The inescapable conclusion is that trials against these criminals were deliberately delayed, through sloth, fear, or inducements, till the political scenario changed. Such instances explain the approbation for police ‘encounters,’ and the demand for more, in crime-ridden States like UP. The job of a police officer is made even more difficult by sub-standard physical infrastructure, and given the ubiquitous recruitment scandals, poor quality and quantity of subordinate staff.

With such limited resources, police have to satisfy both a public demanding immediate and mostly impossible results, and a political executive demanding unquestioning subservience.

There have been several initiatives for police reform; National Police Commission (1978-82), and the Supreme Court constituted the Ribeiro Committee, to review action taken by the Government on recommendations of the National Police Commission; the Padmanabhaiah Committee on the restructuring of Police (2000); and the Malimath Committee on reforms in Criminal Justice System (2002-03) and finally the Supreme Court’s judgement, and follow-up directions in the Prakash Singh case.
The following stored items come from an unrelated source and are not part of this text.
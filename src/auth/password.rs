//! Password hashing and validation.

use anyhow::{Context, anyhow};
use bcrypt::{DEFAULT_COST, hash, verify};

use super::errors::{AuthError, AuthResult};

pub const MIN_PASSWORD_LENGTH: usize = 8;

/// bcrypt ignores everything past 72 bytes.
pub const MAX_PASSWORD_LENGTH: usize = 72;

pub fn validate_password(password: &str) -> AuthResult<()> {
    if password.len() < MIN_PASSWORD_LENGTH {
        return Err(AuthError::WeakPassword(format!(
            "must be at least {MIN_PASSWORD_LENGTH} characters"
        )));
    }

    if password.len() > MAX_PASSWORD_LENGTH {
        return Err(AuthError::WeakPassword(format!(
            "must be at most {MAX_PASSWORD_LENGTH} bytes"
        )));
    }

    if password.chars().all(|c| c.is_ascii_digit()) {
        return Err(AuthError::WeakPassword("must not be only digits".into()));
    }

    Ok(())
}

/// Hashes on the blocking pool; bcrypt is deliberately slow.
pub async fn hash_password(password: &str, cost: Option<u32>) -> AuthResult<String> {
    let password = password.to_string();
    let cost = cost.unwrap_or(DEFAULT_COST);

    tokio::task::spawn_blocking(move || hash(password, cost).map_err(|e| anyhow!(e)))
        .await
        .context("Password hashing task failed")?
        .map_err(AuthError::Other)
}

pub async fn verify_password(password: &str, password_hash: &str) -> AuthResult<bool> {
    let password = password.to_string();
    let password_hash = password_hash.to_string();

    tokio::task::spawn_blocking(move || verify(password, &password_hash).map_err(|e| anyhow!(e)))
        .await
        .context("Password verification task failed")?
        .map_err(AuthError::Other)
}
To elucidate: in the landmark Prakash Singh case, the Supreme Court had directed the formation of State Security Commissions, in all States, to lay down broad policies, as also, the formation of Police Establishment Boards to decide upon transfers, postings, promotions and other service-related matters of police officers.

The Supreme Court also directed the formation of Police Complaints Authority at the district and state levels, to inquire into allegations of serious misconduct by police personnel. The Court ordered the separation of investigating police from the law and order police. An elaborate procedure was prescribed for the selection of Director General of Police of States, along with a stipulation of a minimum tenure of two years on operational posts.
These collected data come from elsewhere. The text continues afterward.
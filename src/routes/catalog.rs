use axum::{
    extract::{Path, Query, State},
    response::IntoResponse,
};
use serde::Deserialize;
use utoipa::IntoParams;
use utoipa_axum::router::OpenApiRouter;

use crate::{
    app::{
        app_error::{AppError, StdResponse},
        app_state::AppState,
    },
    catalog::{Category, ProductView},
};

pub fn routes_with_openapi() -> OpenApiRouter<AppState> {
    OpenApiRouter::new()
        .routes(utoipa_axum::routes!(get_products))
        .routes(utoipa_axum::routes!(get_product))
        .routes(utoipa_axum::routes!(get_categories))
}

#[derive(Deserialize, IntoParams)]
#[into_params(parameter_in = Query)]
struct ProductsQuery {
    /// Only list products of this category.
    pub category_id: Option<i32>,
}

/// List products, newest first.
#[utoipa::path(
    get,
    path = "/products",
    tags = ["Catalog"],
    params(ProductsQuery),
    responses(
        (status = 200, description = "Get products successfully", body = StdResponse<Vec<ProductView>, String>)
    )
)]
async fn get_products(
    State(state): State<AppState>,
    Query(query): Query<ProductsQuery>,
) -> Result<impl IntoResponse, AppError> {
    let products = state.store.list_products(query.category_id).await?;

    Ok(StdResponse {
        data: Some(
            products
                .into_iter()
                .map(ProductView::from)
                .collect::<Vec<_>>(),
        ),
        message: Some("Get products successfully"),
    })
}

#[utoipa::path(
    get,
    path = "/products/{id}",
    tags = ["Catalog"],
    params(
        ("id" = i32, Path, description = "Product ID to fetch")
    ),
    responses(
        (status = 200, description = "Get product successfully", body = StdResponse<ProductView, String>),
        (status = 404, description = "Product does not exist")
    )
)]
async fn get_product(
    Path(id): Path<i32>,
    State(state): State<AppState>,
) -> Result<impl IntoResponse, AppError> {
    let product = state
        .store
        .get_product(id)
        .await?
        .ok_or(AppError::NotFound)?;

    Ok(StdResponse {
        data: Some(ProductView::from(product)),
        message: Some("Get product successfully"),
    })
}

#[utoipa::path(
    get,
    path = "/categories",
    tags = ["Catalog"],
    responses(
        (status = 200, description = "Get categories successfully", body = StdResponse<Vec<Category>, String>)
    )
)]
async fn get_categories(State(state): State<AppState>) -> Result<impl IntoResponse, AppError> {
    let categories = state.store.list_categories().await?;

    Ok(StdResponse {
        data: Some(categories),
        message: Some("Get categories successfully"),
    })
}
The Supreme Court constituted a Monitoring Committee, headed by a retired Supreme Court judge, to oversee the implementation of its directions in the Prakash Singh case. The Committee, in its report submitted in August 2010, observed that “practically no State has fully complied with those Directives so far, in letter and spirit”.

The Committee felt dismayed “over the total indifference to the issue of reforms in the functioning of Police being exhibited by the States.” According to the Prakash Singh Case, a Model Police Act, to replace the antiquated Police Act of 1861 vintage, was drafted by the Soli Sorabjee Committee, in 2006. The Model Police Act was notified by the Central Government, only in 2015.

According to Prakash Singh, former DGP of UP and Assam, and petitioner in the case: “Seventeen states have drafted laws purportedly in compliance of Supreme Court’s directions. However, these laws have been enacted to circumvent the implementation of the Honourable Supreme Court’s directions.

The remaining states have dillydallied in the implementation of the Hon’ble Court’s directions. Even where the mandated institutions – the State Security Commission, Police Establishment Board and the Complaints Authorities – have been set up, their composition has been subverted, their charter diluted or their powers curtailed.”

Thus, not much has changed on the ground, which is freely acknowledged by the Government. The ‘Status Note on Police Reforms,’ available on the website of the Ministry of Home Affairs, begins with the following words: “Police reforms have been on the agenda of Governments almost since independence but even after more than 50 years, the police are seen as selectively efficient, unsympathetic to the underprivileged. It is further accused of politicization and criminalization.”

The current police ethos is such that an ordinary person loses his human qualities once he dons khaki, which is far at variance with Mahatma Gandhi’s vision: “The police of my conception will, however, be of a wholly different pattern from the present-day force. Its ranks will be composed of believers in non-violence.

They will be servants, not masters of the people… The policemen will be reformers (Harijan, 1-9-40). Probably, the time has come to implement Gandhiji’s vision.

(The writer retired after teaching English for several years in Government schools of Rajasthan.)